• Aim of the task:
Return, from the material below, each line in which "mocha" occurs.

• Provided information:
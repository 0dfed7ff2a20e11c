//! Skiphire: a Zellij plugin for choosing a skip size during skip-hire
//! checkout.
//!
//! The plugin shows the available skip sizes as cards with their
//! VAT-inclusive price and hire period, lets the user narrow them with a
//! size search and two requirement filters, and keeps a single selection
//! that can be handed on to the next checkout stage.

#![allow(clippy::multiple_crate_versions)]

//!
//! # Architecture
//!
//! ```text
//! ┌─────────────────────────────────────────────────────┐
//! │  Zellij Plugin Shim (main.rs)                       │  ← Entry point, host calls
//! └─────────────────────────────────────────────────────┘
//!                        │
//! ┌─────────────────────────────────────────────────────┐
//! │  Application Layer (app/)                           │  ← State machine
//! │  - Event handling                                   │
//! │  - Selection lifecycle                              │
//! │  - View model computation                           │
//! └─────────────────────────────────────────────────────┘
//!         │                    │
//! ┌───────────────┐   ┌───────────────┐
//! │ UI Layer      │   │ Fetch Layer   │
//! │ (ui/)         │   │ (fetch/)      │
//! │ - Rendering   │   │ - Request ids │
//! │ - Theming     │   │ - Payloads    │
//! └───────────────┘   └───────────────┘
//!         │                    │
//! ┌─────────────────────────────────────────────────────┐
//! │  Domain & Infrastructure                            │
//! │  - Offering, pricing, checkout steps (domain/)      │
//! │  - Error types (domain/error)                       │
//! │  - Sandbox paths (infrastructure/)                  │
//! └─────────────────────────────────────────────────────┘
//!                        │
//! ┌─────────────────────────────────────────────────────┐
//! │  Observability (observability/)                     │
//! │  - tracing + OpenTelemetry, JSON-lines span log     │
//! └─────────────────────────────────────────────────────┘
//! ```
//!
//! # Configuration
//!
//! ```kdl
//! pane {
//!     plugin location="file:/path/to/skiphire.wasm" {
//!         endpoint "https://app.wewantwaste.co.uk/api/skips/by-location?postcode=NR32&area=Lowestoft"
//!         closing_delay_ms "300"
//!         steps "Postcode,Waste Type,Select Skip,Permit Check,Choose Date,Payment"
//!         current_step "Select Skip"
//!         continue_plugin "file:/path/to/permit-check.wasm"
//!         theme "catppuccin-mocha"
//!         trace_level "info"
//!     }
//! }
//! ```
//!
//! Without `endpoint` the plugin shows a built-in fallback list and says so.
//!
//! # Example
//!
//! ```rust
//! use std::collections::BTreeMap;
//! use skiphire::{handle_event, initialize, Config, Event};
//!
//! let config = Config::from_zellij(&BTreeMap::new())?;
//! let mut state = initialize(&config);
//!
//! for event in [Event::CursorDown, Event::ActivateCard, Event::Continue] {
//!     let (_render, actions) = handle_event(&mut state, &event)?;
//!     // Execute actions...
//! #   let _ = actions;
//! }
//! # Ok::<(), skiphire::SkipHireError>(())
//! ```

pub mod app;
pub mod domain;
pub mod fetch;
pub mod infrastructure;

pub mod ui;

pub mod observability;

pub use app::{handle_event, Action, AppState, Event, Handoff, InputMode, ScreenSettings};
pub use domain::{Offering, Result, SkipHireError};
pub use ui::Theme;

use domain::{ProgressSteps, StepId, DEFAULT_ASSET_BASE_URL};
use std::collections::BTreeMap;
use std::time::Duration;

/// Default length of the closing phase in milliseconds.
pub const DEFAULT_CLOSING_DELAY_MS: u64 = 300;

/// Plugin configuration parsed from Zellij's configuration system.
#[derive(Debug, Clone)]
pub struct Config {
    /// Pricing endpoint returning a JSON array of offerings.
    ///
    /// `None` shows the fallback list.
    pub endpoint: Option<String>,

    /// Base URL of the skip images. Default: the public skip image bucket.
    pub asset_base_url: String,

    /// Length of the closing phase. Default: 300 ms.
    pub closing_delay: Duration,

    /// Checkout steps and the current one. Default: the six-step checkout
    /// at "Select Skip".
    pub steps: ProgressSteps,

    /// Plugin URL receiving the `skip_selected` pipe message on continue.
    ///
    /// `None` broadcasts the message to every listening plugin.
    pub continue_plugin: Option<String>,

    /// Built-in theme name. Ignored if `theme_file` is set.
    pub theme_name: Option<String>,

    /// Path to a custom TOML theme file. `~` resolves under `/host`.
    pub theme_file: Option<String>,

    /// `EnvFilter` directive for the span log. Default: `"info"`
    pub trace_level: Option<String>,
}

impl Default for Config {
    fn default() -> Self {
        Self {
            endpoint: None,
            asset_base_url: DEFAULT_ASSET_BASE_URL.to_string(),
            closing_delay: Duration::from_millis(DEFAULT_CLOSING_DELAY_MS),
            steps: ProgressSteps::checkout(),
            continue_plugin: None,
            theme_name: None,
            theme_file: None,
            trace_level: None,
        }
    }
}

fn non_empty(config: &BTreeMap<String, String>, key: &str) -> Option<String> {
    config
        .get(key)
        .map(|value| value.trim())
        .filter(|value| !value.is_empty())
        .map(String::from)
}

impl Config {
    /// Parses configuration from Zellij's configuration map.
    ///
    /// # Parsing Rules
    ///
    /// - `endpoint`, `asset_base_url`, `continue_plugin`, `theme`,
    ///   `theme_file`, `trace_level`: trimmed strings, blank means unset
    /// - `closing_delay_ms`: non-negative integer
    /// - `steps`: comma-separated step names (`"Select Skip"`, `select_skip`
    ///   and `select-skip` all work)
    /// - `current_step`: a step name contained in `steps`
    ///
    /// # Errors
    ///
    /// Returns [`SkipHireError::Config`] for a malformed `closing_delay_ms`,
    /// an unknown step name, duplicate steps or a current step missing from
    /// the list.
    ///
    /// # Example
    ///
    /// ```rust
    /// use std::collections::BTreeMap;
    /// use skiphire::Config;
    ///
    /// let mut map = BTreeMap::new();
    /// map.insert("endpoint".to_string(), "https://api.example/skips".to_string());
    /// map.insert("closing_delay_ms".to_string(), "150".to_string());
    ///
    /// let config = Config::from_zellij(&map)?;
    /// assert_eq!(config.endpoint.as_deref(), Some("https://api.example/skips"));
    /// assert_eq!(config.closing_delay.as_millis(), 150);
    /// # Ok::<(), skiphire::SkipHireError>(())
    /// ```
    pub fn from_zellij(config: &BTreeMap<String, String>) -> Result<Self> {
        let mut parsed = Self::from_plain_keys(config);
        parsed.closing_delay = Self::parse_closing_delay(config)?;
        parsed.steps = Self::parse_steps(config)?;
        Ok(parsed)
    }

    /// Like [`from_zellij`](Self::from_zellij), but never fails.
    ///
    /// On a configuration error the checkout keys (`steps`, `current_step`,
    /// `closing_delay_ms`) fall back to their defaults and the error is
    /// returned alongside so it can be shown.
    #[must_use]
    pub fn from_zellij_or_defaults(config: &BTreeMap<String, String>) -> (Self, Option<SkipHireError>) {
        match Self::from_zellij(config) {
            Ok(parsed) => (parsed, None),
            Err(e) => (Self::from_plain_keys(config), Some(e)),
        }
    }

    fn from_plain_keys(config: &BTreeMap<String, String>) -> Self {
        Self {
            endpoint: non_empty(config, "endpoint"),
            asset_base_url: non_empty(config, "asset_base_url")
                .unwrap_or_else(|| DEFAULT_ASSET_BASE_URL.to_string()),
            continue_plugin: non_empty(config, "continue_plugin"),
            theme_name: non_empty(config, "theme"),
            theme_file: non_empty(config, "theme_file"),
            trace_level: non_empty(config, "trace_level"),
            ..Self::default()
        }
    }

    fn parse_closing_delay(config: &BTreeMap<String, String>) -> Result<Duration> {
        let Some(raw) = non_empty(config, "closing_delay_ms") else {
            return Ok(Duration::from_millis(DEFAULT_CLOSING_DELAY_MS));
        };
        raw.parse::<u64>().map(Duration::from_millis).map_err(|e| {
            SkipHireError::Config(format!("closing_delay_ms `{raw}` is not a number of milliseconds: {e}"))
        })
    }

    fn parse_steps(config: &BTreeMap<String, String>) -> Result<ProgressSteps> {
        let steps = match non_empty(config, "steps") {
            Some(raw) => raw
                .split(',')
                .map(str::trim)
                .filter(|name| !name.is_empty())
                .map(str::parse::<StepId>)
                .collect::<Result<Vec<_>>>()?,
            None => StepId::ALL.to_vec(),
        };

        let current = match non_empty(config, "current_step") {
            Some(raw) => raw.parse::<StepId>()?,
            None => StepId::SelectSkip,
        };

        ProgressSteps::new(steps, current)
    }

    /// Settings of the selection screen derived from this configuration.
    #[must_use]
    pub fn screen_settings(&self) -> ScreenSettings {
        ScreenSettings {
            endpoint: self.endpoint.clone(),
            asset_base_url: self.asset_base_url.clone(),
            closing_delay: self.closing_delay,
            steps: self.steps.clone(),
        }
    }

    /// Theme from `theme_file`, else `theme`, else the default.
    ///
    /// Load failures are logged and fall back to the default theme.
    #[must_use]
    pub fn load_theme(&self) -> Theme {
        if let Some(theme_file) = &self.theme_file {
            let path = infrastructure::expand_tilde(theme_file);
            return Theme::from_file(&path).unwrap_or_else(|e| {
                tracing::warn!(theme_file = %path, error = %e, "failed to load theme from file, using default");
                Theme::default()
            });
        }

        self.theme_name.as_ref().map_or_else(Theme::default, |theme_name| {
            Theme::from_name(theme_name).unwrap_or_else(|| {
                tracing::warn!(theme_name = %theme_name, "unknown theme, using default");
                Theme::default()
            })
        })
    }
}

/// Creates the selection screen for `config`.
///
/// The returned state shows fallback data (or waits for the endpoint) with
/// no selection and empty filters. No request is issued yet; the plugin
/// sends [`Event::EndpointChanged`] once network access is granted.
///
/// # Example
///
/// ```rust
/// use skiphire::{initialize, Config};
///
/// let state = initialize(&Config::default());
/// assert_eq!(state.visible_offerings.len(), 5);
/// ```
#[must_use]
pub fn initialize(config: &Config) -> AppState {
    tracing::debug!(live = config.endpoint.is_some(), "initializing skiphire plugin");

    let mut state = AppState::new(config.screen_settings(), config.load_theme());
    state.apply_filters();
    state
}

#[cfg(test)]
mod tests {
    use super::*;
    use std::io::Write;

    fn map(pairs: &[(&str, &str)]) -> BTreeMap<String, String> {
        pairs
            .iter()
            .map(|(k, v)| ((*k).to_string(), (*v).to_string()))
            .collect()
    }

    #[test]
    fn empty_configuration_uses_defaults() {
        let config = Config::from_zellij(&BTreeMap::new()).unwrap();
        assert_eq!(config.endpoint, None);
        assert_eq!(config.asset_base_url, DEFAULT_ASSET_BASE_URL);
        assert_eq!(config.closing_delay, Duration::from_millis(300));
        assert_eq!(config.steps.len(), 6);
        assert_eq!(config.steps.current(), StepId::SelectSkip);
    }

    #[test]
    fn blank_endpoint_means_fallback() {
        let config = Config::from_zellij(&map(&[("endpoint", "   ")])).unwrap();
        assert_eq!(config.endpoint, None);
    }

    #[test]
    fn custom_steps_are_parsed_in_order() {
        let config = Config::from_zellij(&map(&[
            ("steps", "waste_type, select-skip ,Payment"),
            ("current_step", "Payment"),
        ]))
        .unwrap();
        assert_eq!(config.steps.current_position(), 3);
        assert_eq!(config.steps.len(), 3);
    }

    #[test]
    fn unknown_step_is_a_config_error() {
        let err = Config::from_zellij(&map(&[("steps", "Postcode,Skip Dance")])).unwrap_err();
        assert!(matches!(err, SkipHireError::Config(_)));
    }

    #[test]
    fn bad_delay_falls_back_but_keeps_plain_keys() {
        let (config, err) = Config::from_zellij_or_defaults(&map(&[
            ("closing_delay_ms", "soon"),
            ("endpoint", "https://api.example/skips"),
        ]));
        assert!(matches!(err, Some(SkipHireError::Config(_))));
        assert_eq!(config.closing_delay, Duration::from_millis(DEFAULT_CLOSING_DELAY_MS));
        assert_eq!(config.endpoint.as_deref(), Some("https://api.example/skips"));
    }

    #[test]
    fn theme_file_takes_precedence_over_name() {
        let mut theme = Theme::default();
        theme.name = "from-file".to_string();
        let mut file = tempfile::NamedTempFile::new().unwrap();
        file.write_all(toml::to_string(&theme).unwrap().as_bytes()).unwrap();

        let config = Config {
            theme_name: Some("catppuccin-latte".to_string()),
            theme_file: Some(file.path().to_string_lossy().into_owned()),
            ..Config::default()
        };
        assert_eq!(config.load_theme().name, "from-file");
    }

    #[test]
    fn unknown_theme_name_uses_default() {
        let config = Config {
            theme_name: Some("neon".to_string()),
            ..Config::default()
        };
        assert_eq!(config.load_theme().name, "catppuccin-mocha");
    }
}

• Exercise output:
//!         theme "catppuccin-mocha"
        assert_eq!(config.load_theme().name, "catppuccin-mocha");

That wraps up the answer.